ASSIGNMENT: Could you reproduce the lines below from the one with "yet handed out." through the one with "#[derive(Clone)]"? Keep both ends and add nothing.
Start of PROVIDED ENTRIES
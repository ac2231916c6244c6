//! Adapters between `image` crate buffers and the core grayscale types.

use planimetry_core::{GrayBuffer, GrayView, Quad};
use planimetry_lens::LensCalibration;

/// Borrow an `image::GrayImage` as the lightweight core view type.
pub fn gray_view(img: &image::GrayImage) -> GrayView<'_> {
    GrayView {
        width: img.width() as usize,
        height: img.height() as usize,
        data: img.as_raw(),
    }
}

pub fn gray_buffer_from_image(img: &image::GrayImage) -> GrayBuffer {
    GrayBuffer {
        width: img.width() as usize,
        height: img.height() as usize,
        data: img.as_raw().clone(),
    }
}

/// `None` when the buffer dimensions overflow `u32`.
pub fn image_from_gray_buffer(buf: &GrayBuffer) -> Option<image::GrayImage> {
    let width = u32::try_from(buf.width).ok()?;
    let height = u32::try_from(buf.height).ok()?;
    image::GrayImage::from_raw(width, height, buf.data.clone())
}

/// Lens-correct all four corners of a reference quad.
///
/// Perspective calibration expects its source points in the undistorted
/// pixel grid, so user-picked corners are run through the lens model
/// first. `None` if any corner fails correction.
pub fn undistorted_quad(lens: &LensCalibration, quad: &Quad) -> Option<Quad> {
    let mut points = quad.points;
    for p in &mut points {
        *p = lens.correct_point(*p)?;
    }
    Some(Quad { points })
}

#[cfg(test)]
mod tests {
    use super::*;

    #[test]
    fn image_round_trip_preserves_pixels() {
        let img = image::GrayImage::from_fn(6, 4, |x, y| image::Luma([(y * 6 + x) as u8]));

        let buf = gray_buffer_from_image(&img);
        assert_eq!(buf.width, 6);
        assert_eq!(buf.height, 4);

        let back = image_from_gray_buffer(&buf).expect("valid dims");
        assert_eq!(back, img);
    }

    #[test]
    fn view_borrows_without_copying() {
        let img = image::GrayImage::new(5, 3);
        let view = gray_view(&img);
        assert_eq!(view.width, 5);
        assert_eq!(view.height, 3);
        assert_eq!(view.data.len(), 15);
    }

    #[test]
    fn uncalibrated_lens_fails_quad_correction() {
        let lens = LensCalibration::default();
        let quad = Quad::from_arrays([[0.0, 0.0], [10.0, 0.0], [0.0, 10.0], [10.0, 10.0]]);
        assert!(undistorted_quad(&lens, &quad).is_none());
    }
}
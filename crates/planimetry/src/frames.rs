//! Frame acquisition for calibration runs.
//!
//! Video decoding is the host application's concern; the pipeline only
//! consumes frames through [`FrameSource`]. [`ImageSequence`] walks a
//! directory of numerically named stills (`1.jpg`, `2.jpg`, ...), the
//! layout a frame extractor produces, in index order.

use log::warn;
use std::path::{Path, PathBuf};

/// Sequential access to grayscale frames of a recording.
pub trait FrameSource {
    fn next_frame(&mut self) -> Option<image::GrayImage>;

    /// Frames per second of the underlying stream, when the container
    /// reports one. Still-image sequences have none.
    fn frame_rate(&self) -> Option<f64> {
        None
    }
}

#[derive(thiserror::Error, Debug)]
pub enum ImageSequenceError {
    #[error(transparent)]
    Io(#[from] std::io::Error),
    #[error("no numerically named frames in {0}")]
    Empty(PathBuf),
}

/// Frames stored as numbered still images in one directory.
pub struct ImageSequence {
    files: std::vec::IntoIter<PathBuf>,
}

impl ImageSequence {
    /// Collect every file whose stem parses as a frame index and order
    /// them numerically (`2.jpg` before `10.jpg`).
    pub fn open(dir: impl AsRef<Path>) -> Result<Self, ImageSequenceError> {
        let dir = dir.as_ref();
        let mut indexed: Vec<(u64, PathBuf)> = Vec::new();

        for entry in std::fs::read_dir(dir)? {
            let path = entry?.path();
            if !path.is_file() {
                continue;
            }
            let Some(index) = path
                .file_stem()
                .and_then(|s| s.to_str())
                .and_then(|s| s.parse::<u64>().ok())
            else {
                continue;
            };
            indexed.push((index, path));
        }

        if indexed.is_empty() {
            return Err(ImageSequenceError::Empty(dir.to_path_buf()));
        }

        indexed.sort_by_key(|(index, _)| *index);
        let files: Vec<PathBuf> = indexed.into_iter().map(|(_, path)| path).collect();
        Ok(Self {
            files: files.into_iter(),
        })
    }

    /// Frames not yet handed out.
    pub fn remaining(&self) -> usize {
        self.files.len()
    }
}

impl FrameSource for ImageSequence {
    fn next_frame(&mut self) -> Option<image::GrayImage> {
        for path in self.files.by_ref() {
            match image::open(&path) {
                Ok(img) => return Some(img.to_luma8()),
                Err(err) => warn!("skipping unreadable frame {}: {err}", path.display()),
            }
        }
        None
    }
}

impl Iterator for ImageSequence {
    type Item = image::GrayImage;

    fn next(&mut self) -> Option<Self::Item> {
        self.next_frame()
    }
}
//! Real-world measurements from composed lens and perspective models.

use log::debug;
use nalgebra::Point2;
use planimetry_lens::LensCalibration;
use planimetry_perspective::PerspectiveCalibration;

/// Composes lens correction and perspective rectification into real-world
/// coordinates and distances, anchored at a chosen origin.
///
/// The frame borrows its models for its lifetime; re-calibrating a model
/// requires dropping the frame first. The stored origin lives in the
/// *rectified* coordinate space, never in raw pixels.
#[derive(Clone)]
pub struct MeasurementFrame<'a> {
    lens: &'a LensCalibration,
    perspective: &'a PerspectiveCalibration,
    origin: Option<Point2<f64>>,
}

impl<'a> MeasurementFrame<'a> {
    pub fn new(lens: &'a LensCalibration, perspective: &'a PerspectiveCalibration) -> Self {
        Self {
            lens,
            perspective,
            origin: None,
        }
    }

    /// Build a frame and anchor its origin at the given raw pixel
    /// coordinate in one step. `None` when the origin is rejected.
    pub fn with_origin(
        lens: &'a LensCalibration,
        perspective: &'a PerspectiveCalibration,
        raw_origin: Point2<f64>,
    ) -> Option<Self> {
        let mut frame = Self::new(lens, perspective);
        frame.set_origin(raw_origin).then_some(frame)
    }

    /// The single chokepoint for coordinate conversion: lens correction
    /// always precedes rectification, because the distortion model is
    /// defined in the original optical pixel grid.
    pub fn transform(&self, point: Point2<f64>) -> Option<Point2<f64>> {
        self.perspective
            .rectify_point(self.lens.correct_point(point)?)
    }

    /// Anchor the origin at a raw pixel coordinate.
    ///
    /// Rejected (returning `false`, previous origin untouched) when either
    /// raw coordinate is negative, the transform fails, or the transformed
    /// point falls outside the valid rectified region.
    pub fn set_origin(&mut self, raw: Point2<f64>) -> bool {
        if raw.x < 0.0 || raw.y < 0.0 {
            return false;
        }
        let Some(transformed) = self.transform(raw) else {
            return false;
        };
        if transformed.x < 0.0 || transformed.y < 0.0 {
            debug!(
                "origin ({}, {}) maps outside the rectified region",
                raw.x, raw.y
            );
            return false;
        }
        self.origin = Some(transformed);
        true
    }

    /// The anchored origin, in rectified space.
    pub fn origin(&self) -> Option<Point2<f64>> {
        self.origin
    }

    /// All measurement preconditions at once: both models calibrated, the
    /// lens remap built, and an origin anchored.
    pub fn is_ready(&self) -> bool {
        self.lens.is_calibrated()
            && self.lens.is_mapped()
            && self.perspective.is_calibrated()
            && self.origin.is_some()
    }

    /// Real-world coordinate of a raw pixel, relative to the origin, in
    /// scaled units.
    pub fn real_coordinate(&self, point: Point2<f64>) -> Option<Point2<f64>> {
        if !self.is_ready() {
            return None;
        }
        let origin = self.origin?;
        let transformed = self.transform(point)?;
        let scale = self.perspective.scale_factor();
        Some(Point2::new(
            (transformed.x - origin.x) * scale,
            (transformed.y - origin.y) * scale,
        ))
    }

    /// Real-world distance between two raw pixels.
    ///
    /// Deliberately independent of the origin: distances are translation
    /// invariant and must stay so when the origin moves.
    pub fn real_distance(&self, a: Point2<f64>, b: Point2<f64>) -> Option<f64> {
        if !self.is_ready() {
            return None;
        }
        let ta = self.transform(a)?;
        let tb = self.transform(b)?;
        Some((tb - ta).norm() * self.perspective.scale_factor())
    }
}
End of PROVIDED ENTRIES
EXERCISE RESULT:
    /// Frames not yet handed out.
    pub fn remaining(&self) -> usize {
        self.files.len()
    }
}

impl FrameSource for ImageSequence {
    fn next_frame(&mut self) -> Option<image::GrayImage> {
        for path in self.files.by_ref() {
            match image::open(&path) {
                Ok(img) => return Some(img.to_luma8()),
                Err(err) => warn!("skipping unreadable frame {}: {err}", path.display()),
            }
        }
        None
    }
}

impl Iterator for ImageSequence {
    type Item = image::GrayImage;

    fn next(&mut self) -> Option<Self::Item> {
        self.next_frame()
    }
}
//! Real-world measurements from composed lens and perspective models.

use log::debug;
use nalgebra::Point2;
use planimetry_lens::LensCalibration;
use planimetry_perspective::PerspectiveCalibration;

/// Composes lens correction and perspective rectification into real-world
/// coordinates and distances, anchored at a chosen origin.
///
/// The frame borrows its models for its lifetime; re-calibrating a model
/// requires dropping the frame first. The stored origin lives in the
/// *rectified* coordinate space, never in raw pixels.
#[derive(Clone)]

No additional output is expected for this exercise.